Infowars host and noted conspiracy theorist Alex Jones had an over-the-top meltdown and refused to take responsibility for his role in spreading conspiracy theories about the 2012 Sandy Hook Elementary School shooting, which claimed the lives of 20 students between the ages of six and seven as well as six staff members.
But things took a strange turn after Jones claimed he had personally killed the children.
Jones made the claim during a sit-down interview with online journalist Andrew Callaghan—from YouTube's Channel 5 with Andrew Callaghan—saying he "went in that school, I pulled a gun out, and I shot every one of them myself."
You can hear Jones' remarks in the video below.
When asked if he felt personally responsible for the shooting, Jones said:
"Yes, I killed the children."
"No. I went in that school, I pulled a gun out, and I shot every one of them myself. I am guilty, it’s true."
"Do I feel responsible that someone that played shoot-em-up video games, on a bunch of drugs, went and killed a bunch of kids and then the internet questioned it, and I covered that?"
"I killed the kids."
When Callaghan interjected and shot down Jones' assertion he personally killed the children, Jones doubled down, saying:
"No I did! I killed them, I killed them. I've already admitted it, I killed them, I'm the bad guy, I'm the devil."

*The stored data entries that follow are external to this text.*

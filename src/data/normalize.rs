//! Field Normalizer Module
//! Per-source column selection and renaming to the canonical schema,
//! plus derivation of the Region column on the accident table.

use polars::prelude::*;

use crate::data::region::Region;
use crate::data::schema::{cols, raw};

/// Normalize the accident table: select/rename the fixed column subset,
/// then derive `Region` from the state name.
///
/// `Number_of_Vehicles` stays numeric here; it is retyped to categorical
/// only after the merge so that join-time semantics are unaffected.
pub fn normalize_accidents(df: &DataFrame) -> PolarsResult<DataFrame> {
    let selected = df
        .clone()
        .lazy()
        .select([
            col(raw::ST_CASE).cast(DataType::Int64).alias(cols::CASE_ID),
            col(raw::STATENAME).alias(cols::STATE),
            col(raw::MONTHNAME).alias(cols::MONTH),
            col(raw::DAY_WEEKNAME).alias(cols::DAY),
            col(raw::VE_TOTAL).cast(DataType::Int64).alias(cols::VEHICLES),
            col(raw::ROUTENAME).alias(cols::ROUTE),
        ])
        .collect()?;

    with_region(selected)
}

/// Normalize the drug table to [case_id, Drug].
pub fn normalize_drugs(df: &DataFrame) -> PolarsResult<DataFrame> {
    df.clone()
        .lazy()
        .select([
            col(raw::ST_CASE).cast(DataType::Int64).alias(cols::CASE_ID),
            col(raw::DRUGRESNAME).alias(cols::DRUG),
        ])
        .collect()
}

/// Normalize the distraction table to [case_id, Distraction].
pub fn normalize_distractions(df: &DataFrame) -> PolarsResult<DataFrame> {
    df.clone()
        .lazy()
        .select([
            col(raw::ST_CASE).cast(DataType::Int64).alias(cols::CASE_ID),
            col(raw::DRDISTRACTNAME).alias(cols::DISTRACTION),
        ])
        .collect()
}

/// Normalize the weather table to [case_id, Weather].
pub fn normalize_weather(df: &DataFrame) -> PolarsResult<DataFrame> {
    df.clone()
        .lazy()
        .select([
            col(raw::ST_CASE).cast(DataType::Int64).alias(cols::CASE_ID),
            col(raw::WEATHERNAME).alias(cols::WEATHER),
        ])
        .collect()
}

/// Append the derived Region column. Null state names classify as Unknown.
fn with_region(mut df: DataFrame) -> PolarsResult<DataFrame> {
    let states = df.column(cols::STATE)?.str()?.clone();
    let regions: Vec<&str> = states
        .iter()
        .map(|s| Region::from_state(s.unwrap_or("")).label())
        .collect();

    df.with_column(Column::new(cols::REGION.into(), regions))?;
    Ok(df)
}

Footage of the interview went viral and Jones was swiftly criticized.
A jury decided last month Jones should pay $45 million in damages to Scarlett Lewis and Neil Heslin, whose six-year-old son Jesse Lewis was killed in the mass shooting. For years, Jones suggested the shooting could have been a false flag "staged event" and the victims and families were just "crisis actors."
In perhaps the trial's most striking moment, Lewis took the witness stand and declared "my son existed," a repudiation of a man who for years elevated conspiracy theories claiming the shooting never happened.
Lewis looked Jones right in the eye as she took him to task for repeatedly lying about the shooting on his program, saying even though she knows he believed her, "you're going to leave this court house and you're going to say it again on your show."
The Sandy Hook shooting—the deadliest mass shooting at a school in United States history—attracted a seemingly endless number of conspiracy theories about the event.
In April 2018, Jones was sued for defamation by three parents whose children were killed in the shooting. Jones said the shooting was "completely fake" and a "giant hoax" perpetrated by opponents of the Second Amendment.
Last year, Jones was ordered to pay damages and criticized by a judge for failing to hand over documents requested by the courts. In April 2022, three companies affiliated with Jones filed for Chapter 11 protection in U.S. Bankruptcy Court for the Southern District of Texas, according to court documents.
The move was widely perceived as a gambit to avoid paying damages in relation to defamation lawsuits from families of victims of the shooting.
Jones ultimately withdrew his bankruptcy filing.